With a beauty industry saturated with lotions and potions promising to turn back the clock, treating fine lines and pigmentation on our face is already enough of a minefield.
If the daily cleanse, tone and moisturise routine is already too much for you (and that’s before you’ve even considered serums, toners and oils), it’s about to get a lot more complicated.
New ranges of creams and serums targeted at beating hand wrinkles are starting to hit shelves so that beauty buffs can give their mitts the same attention as their faces.
But why do we need more products to add to our already lengthy beauty regime?
Here’s why: As the years pass, skin on the hands thins, causing veins to become more prominent and liver spots to appear.
Cosmetic surgery clinics have reported an 18 per cent increase in enquiries about anti-ageing procedures on their hands – proving how much of a concern it’s becoming.
The new cosmetic surgery trend, which sees women having dermal fillers and laser resurfacing to reduce the signs of ageing, has been dubbed the banishing of ‘Madonna Mitts’ after popstar Madonna, 55, who has ‘anti-aged’ almost every part of her body but often resorts to fingerless gloves to cover her hands.
Dr Dennis Wolf, Joint Medical Director and fat transfer specialist at The Private Clinic of Harley Street, said: ‘It is common for women, as they grow older, to lose weight in their hands, which means that veins and wrinkles can become more evident.

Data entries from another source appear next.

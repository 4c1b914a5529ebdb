//! Oracle polling configuration.

use std::collections::BTreeMap;

use serde::Deserialize;

use crate::domain::{AssetId, OracleAccount};

/// Oracle network the price accounts live on.
#[derive(Debug, Clone, Copy, Default, PartialEq, Eq, Deserialize)]
#[serde(rename_all = "kebab-case")]
pub enum OracleCluster {
    #[default]
    Devnet,
    Testnet,
    MainnetBeta,
    Pythnet,
}

impl OracleCluster {
    /// Program that owns price accounts on this cluster.
    #[must_use]
    pub const fn program_id(self) -> &'static str {
        match self {
            Self::Devnet => "gSbePebfvPy7tRqimPoVecS2UsBvYv46ynrzWocc92s",
            Self::Testnet => "8tfDNiaEyrV6Q1U4DEXrEigs9DoDtkugzFbybENEbCDz",
            Self::MainnetBeta | Self::Pythnet => "FsJ3A3u2vn5cTVofAjvy6y5kwABJAqYWpe4975bi2epH",
        }
    }
}

/// Price feed configuration.
#[derive(Debug, Clone, Deserialize)]
pub struct OracleConfig {
    #[serde(default)]
    pub cluster: OracleCluster,
    /// Delay between the end of one poll and the start of the next.
    #[serde(default = "default_poll_interval_ms")]
    pub poll_interval_ms: u64,
    /// Asset mint -> oracle price account.
    #[serde(default)]
    pub price_accounts: BTreeMap<String, String>,
}

const fn default_poll_interval_ms() -> u64 {
    2_000
}

impl OracleConfig {
    /// Configured price accounts as domain pairs, in mint order.
    #[must_use]
    pub fn accounts(&self) -> Vec<(AssetId, OracleAccount)> {
        self.price_accounts
            .iter()
            .map(|(mint, account)| (AssetId::from(mint.as_str()), OracleAccount::from(account.as_str())))
            .collect()
    }
}

impl Default for OracleConfig {
    fn default() -> Self {
        Self {
            cluster: OracleCluster::default(),
            poll_interval_ms: default_poll_interval_ms(),
            price_accounts: BTreeMap::new(),
        }
    }
}
//! Anchor account codecs for the perpetuals program.
//!
//! Anchor prefixes every account with an 8-byte discriminator,
//! `sha256("account:<Name>")[..8]`. The layouts below cover the leading
//! fields the agent reads; trailing fields are left undecoded.

use std::str::FromStr;

use borsh::{BorshDeserialize, BorshSerialize};
use sha2::{Digest, Sha256};
use solana_sdk::pubkey::Pubkey;

use crate::domain::{
    AssetId, Custody, CustodyAddress, OracleAccount, PoolAddress, Position, Side, TokenAccount,
    WalletAddress,
};
use crate::error::{LedgerError, Result};

pub const DISCRIMINATOR_LEN: usize = 8;

/// Discriminator of the Anchor account named `name`.
#[must_use]
pub fn account_discriminator(name: &str) -> [u8; DISCRIMINATOR_LEN] {
    hashed_prefix(&format!("account:{name}"))
}

/// Discriminator of the Anchor instruction named `name` (snake case).
#[must_use]
pub fn instruction_discriminator(name: &str) -> [u8; DISCRIMINATOR_LEN] {
    hashed_prefix(&format!("global:{name}"))
}

fn hashed_prefix(preimage: &str) -> [u8; DISCRIMINATOR_LEN] {
    let digest = Sha256::digest(preimage.as_bytes());
    let mut out = [0u8; DISCRIMINATOR_LEN];
    out.copy_from_slice(&digest[..DISCRIMINATOR_LEN]);
    out
}

/// Parse a base58 address.
pub fn parse_pubkey(address: &str) -> Result<Pubkey> {
    Pubkey::from_str(address).map_err(|e| {
        LedgerError::InvalidAddress {
            address: address.to_string(),
            reason: e.to_string(),
        }
        .into()
    })
}

#[derive(Debug, Clone, Copy, PartialEq, Eq, BorshSerialize, BorshDeserialize)]
pub(crate) enum RawSide {
    None,
    Long,
    Short,
}

#[derive(Debug, Clone, BorshSerialize, BorshDeserialize)]
pub(crate) struct RawPosition {
    pub owner: [u8; 32],
    pub pool: [u8; 32],
    pub custody: [u8; 32],
    pub collateral_custody: [u8; 32],
    pub open_time: i64,
    pub update_time: i64,
    pub side: RawSide,
    pub price: u64,
    pub size_usd: u64,
    pub borrow_size_usd: u64,
    pub collateral_usd: u64,
    pub unrealized_profit_usd: u64,
    pub unrealized_loss_usd: u64,
    pub cumulative_interest_snapshot: u128,
    pub locked_amount: u64,
    pub collateral_amount: u64,
}

#[derive(Debug, Clone, BorshSerialize, BorshDeserialize)]
pub(crate) struct RawOracleParams {
    pub oracle_account: [u8; 32],
    pub oracle_type: u8,
    pub max_price_error: u64,
    pub max_price_age_sec: u32,
}

#[derive(Debug, Clone, BorshSerialize, BorshDeserialize)]
pub(crate) struct RawCustody {
    pub pool: [u8; 32],
    pub mint: [u8; 32],
    pub token_account: [u8; 32],
    pub decimals: u8,
    pub is_stable: bool,
    pub oracle: RawOracleParams,
}

fn key(bytes: [u8; 32]) -> String {
    Pubkey::new_from_array(bytes).to_string()
}

fn decode_body<T: BorshDeserialize>(
    account: &'static str,
    address: &str,
    data: &[u8],
) -> Result<T> {
    let decode_error = |reason: String| LedgerError::Decode {
        account,
        address: address.to_string(),
        reason,
    };

    if data.len() < DISCRIMINATOR_LEN {
        return Err(decode_error(format!("{} bytes is too short", data.len())).into());
    }
    let (discriminator, mut body) = data.split_at(DISCRIMINATOR_LEN);
    if discriminator != account_discriminator(account).as_slice() {
        return Err(decode_error("discriminator mismatch".to_string()).into());
    }
    T::deserialize(&mut body).map_err(|e| decode_error(e.to_string()).into())
}

/// Decode a `Position` account.
pub fn decode_position(address: &str, data: &[u8]) -> Result<Position> {
    let raw: RawPosition = decode_body("Position", address, data)?;
    let side = match raw.side {
        RawSide::Long => Side::Long,
        RawSide::Short => Side::Short,
        RawSide::None => {
            return Err(LedgerError::Decode {
                account: "Position",
                address: address.to_string(),
                reason: "position has no side".to_string(),
            }
            .into())
        }
    };

    Ok(Position {
        owner: WalletAddress::new(key(raw.owner)),
        pool: PoolAddress::new(key(raw.pool)),
        custody: CustodyAddress::new(key(raw.custody)),
        side,
        price: raw.price,
        size_usd: raw.size_usd,
        collateral_usd: raw.collateral_usd,
        collateral_amount: raw.collateral_amount,
        open_time: raw.open_time,
        update_time: raw.update_time,
    })
}

/// Decode a `Custody` account.
pub fn decode_custody(address: &str, data: &[u8]) -> Result<Custody> {
    let raw: RawCustody = decode_body("Custody", address, data)?;
    Ok(Custody {
        pool: PoolAddress::new(key(raw.pool)),
        mint: AssetId::new(key(raw.mint)),
        token_account: TokenAccount::new(key(raw.token_account)),
        decimals: raw.decimals,
        oracle_account: OracleAccount::new(key(raw.oracle.oracle_account)),
    })
}

#[cfg(test)]
pub(crate) mod tests {
    use super::*;

    pub(crate) fn encode<T: BorshSerialize>(account: &str, raw: &T) -> Vec<u8> {
        let mut data = account_discriminator(account).to_vec();
        data.extend(borsh::to_vec(raw).unwrap());
        // Fields past the decoded prefix.
        data.extend([0u8; 16]);
        data
    }

    pub(crate) fn raw_position(side: RawSide) -> RawPosition {
        RawPosition {
            owner: [1; 32],
            pool: [2; 32],
            custody: [3; 32],
            collateral_custody: [3; 32],
            open_time: 1_700_000_000,
            update_time: 1_700_000_100,
            side,
            price: 25_000_000,
            size_usd: 1_000_000_000,
            borrow_size_usd: 900_000_000,
            collateral_usd: 100_000_000,
            unrealized_profit_usd: 0,
            unrealized_loss_usd: 0,
            cumulative_interest_snapshot: 0,
            locked_amount: 40_000_000_000,
            collateral_amount: 4_000_000_000,
        }
    }

    pub(crate) fn raw_custody() -> RawCustody {
        RawCustody {
            pool: [2; 32],
            mint: [4; 32],
            token_account: [5; 32],
            decimals: 9,
            is_stable: false,
            oracle: RawOracleParams {
                oracle_account: [6; 32],
                oracle_type: 2,
                max_price_error: 10_000,
                max_price_age_sec: 60,
            },
        }
    }

    #[test]
    fn discriminators_are_namespaced() {
        assert_ne!(account_discriminator("Position"), account_discriminator("Custody"));
        assert_ne!(
            account_discriminator("liquidate"),
            instruction_discriminator("liquidate")
        );
    }

    #[test]
    fn decodes_position_prefix() {
        let data = encode("Position", &raw_position(RawSide::Short));

        let position = decode_position("pos", &data).unwrap();

        assert_eq!(position.side, Side::Short);
        assert_eq!(position.owner.as_str(), Pubkey::new_from_array([1; 32]).to_string());
        assert_eq!(position.custody.as_str(), Pubkey::new_from_array([3; 32]).to_string());
        assert_eq!(position.collateral_amount, 4_000_000_000);
        assert_eq!(position.update_time, 1_700_000_100);
    }

    #[test]
    fn decodes_custody_prefix() {
        let data = encode("Custody", &raw_custody());

        let custody = decode_custody("cust", &data).unwrap();

        assert_eq!(custody.decimals, 9);
        assert_eq!(custody.mint.as_str(), Pubkey::new_from_array([4; 32]).to_string());
        assert_eq!(
            custody.oracle_account.as_str(),
            Pubkey::new_from_array([6; 32]).to_string()
        );
    }

    #[test]
    fn rejects_wrong_account_type() {
        let data = encode("Custody", &raw_custody());
        let err = decode_position("pos", &data).unwrap_err();
        assert!(err.to_string().contains("discriminator mismatch"));
    }

    #[test]
    fn rejects_truncated_and_sideless_positions() {
        assert!(decode_position("pos", &[0u8; 4]).is_err());

        let data = encode("Position", &raw_position(RawSide::None));
        assert!(decode_position("pos", &data).is_err());

        let data = encode("Position", &raw_position(RawSide::Long));
        assert!(decode_position("pos", &data[..40]).is_err());
    }

    #[test]
    fn parse_pubkey_rejects_garbage() {
        assert!(parse_pubkey("not-a-key").is_err());
        assert!(parse_pubkey(&Pubkey::new_unique().to_string()).is_ok());
    }
}
//! Scripted [`PriceOracle`] for price feed and agent tests.

use std::collections::{HashMap, VecDeque};
use std::sync::atomic::{AtomicU32, Ordering};
use std::sync::Mutex;

use async_trait::async_trait;
use tokio::sync::oneshot;

use crate::domain::{AssetId, OracleAccount, OraclePrice};
use crate::error::{LedgerError, Result};
use crate::port::PriceOracle;

/// A mock oracle with a queue of poll results.
///
/// Each poll pops the next scripted result. Once the script is exhausted the
/// last successful result is repeated, like a market that stopped moving.
pub struct MockOracle {
    script: Mutex<VecDeque<HashMap<AssetId, OraclePrice>>>,
    last: Mutex<HashMap<AssetId, OraclePrice>>,
    failing_polls: AtomicU32,
    hold: Mutex<Option<oneshot::Receiver<()>>>,
    polls: AtomicU32,
}

impl MockOracle {
    pub fn new() -> Self {
        Self {
            script: Mutex::new(VecDeque::new()),
            last: Mutex::new(HashMap::new()),
            failing_polls: AtomicU32::new(0),
            hold: Mutex::new(None),
            polls: AtomicU32::new(0),
        }
    }

    pub fn with_polls(self, polls: Vec<HashMap<AssetId, OraclePrice>>) -> Self {
        self.script.lock().unwrap().extend(polls);
        self
    }

    pub fn push_poll(&self, poll: HashMap<AssetId, OraclePrice>) {
        self.script.lock().unwrap().push_back(poll);
    }

    /// Fail the next `n` polls.
    pub fn fail_next_polls(&self, n: u32) {
        self.failing_polls.store(n, Ordering::SeqCst);
    }

    /// Block the next poll until the returned sender fires (or is dropped).
    pub fn hold_next_poll(&self) -> oneshot::Sender<()> {
        let (tx, rx) = oneshot::channel();
        *self.hold.lock().unwrap() = Some(rx);
        tx
    }

    pub fn polls(&self) -> u32 {
        self.polls.load(Ordering::SeqCst)
    }
}

impl Default for MockOracle {
    fn default() -> Self {
        Self::new()
    }
}

#[async_trait]
impl PriceOracle for MockOracle {
    async fn poll_prices(
        &self,
        _accounts: &[(AssetId, OracleAccount)],
    ) -> Result<HashMap<AssetId, OraclePrice>> {
        self.polls.fetch_add(1, Ordering::SeqCst);

        let hold = self.hold.lock().unwrap().take();
        if let Some(hold) = hold {
            let _ = hold.await;
        }

        if self
            .failing_polls
            .fetch_update(Ordering::SeqCst, Ordering::SeqCst, |n| n.checked_sub(1))
            .is_ok()
        {
            return Err(LedgerError::Rpc("getMultipleAccounts failed".into()).into());
        }

        let next = self.script.lock().unwrap().pop_front();
        let mut last = self.last.lock().unwrap();
        if let Some(next) = next {
            *last = next;
        }
        Ok(last.clone())
    }
}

Prolonged exposure to the sun will also speed up the ageing process.
‘And while treatments like laser resurfacing to target the signs of ageing, or traditional fillers to make the hands appear fuller and healthier, can offer effective results, these can really only ever offer a temporary solution.
‘A more long terms solution is fat transfer – a technique which is fast becoming one of the most popular for hand rejuvenation purposes. The procedure uses advanced technology to produce a pure and effective fat graft, which means that fat can safely be taken from one area of the patient’s body, such as their thighs or stomach, and injected into the hands.
‘The fact that the procedure is minimally invasive is also an important factor. Many patients have careers which do not allow for them to be away from work for long periods of time. Fat transfer is a walk-in, walk-out procedure and one which is performed under local anaesthetic, so patients can undergo treatment without too much disruption to their lives.
‘Over time I expect to see procedures such as this continue to grow in popularity, as women decide to invest further in different aspects of their appearance, later into life.’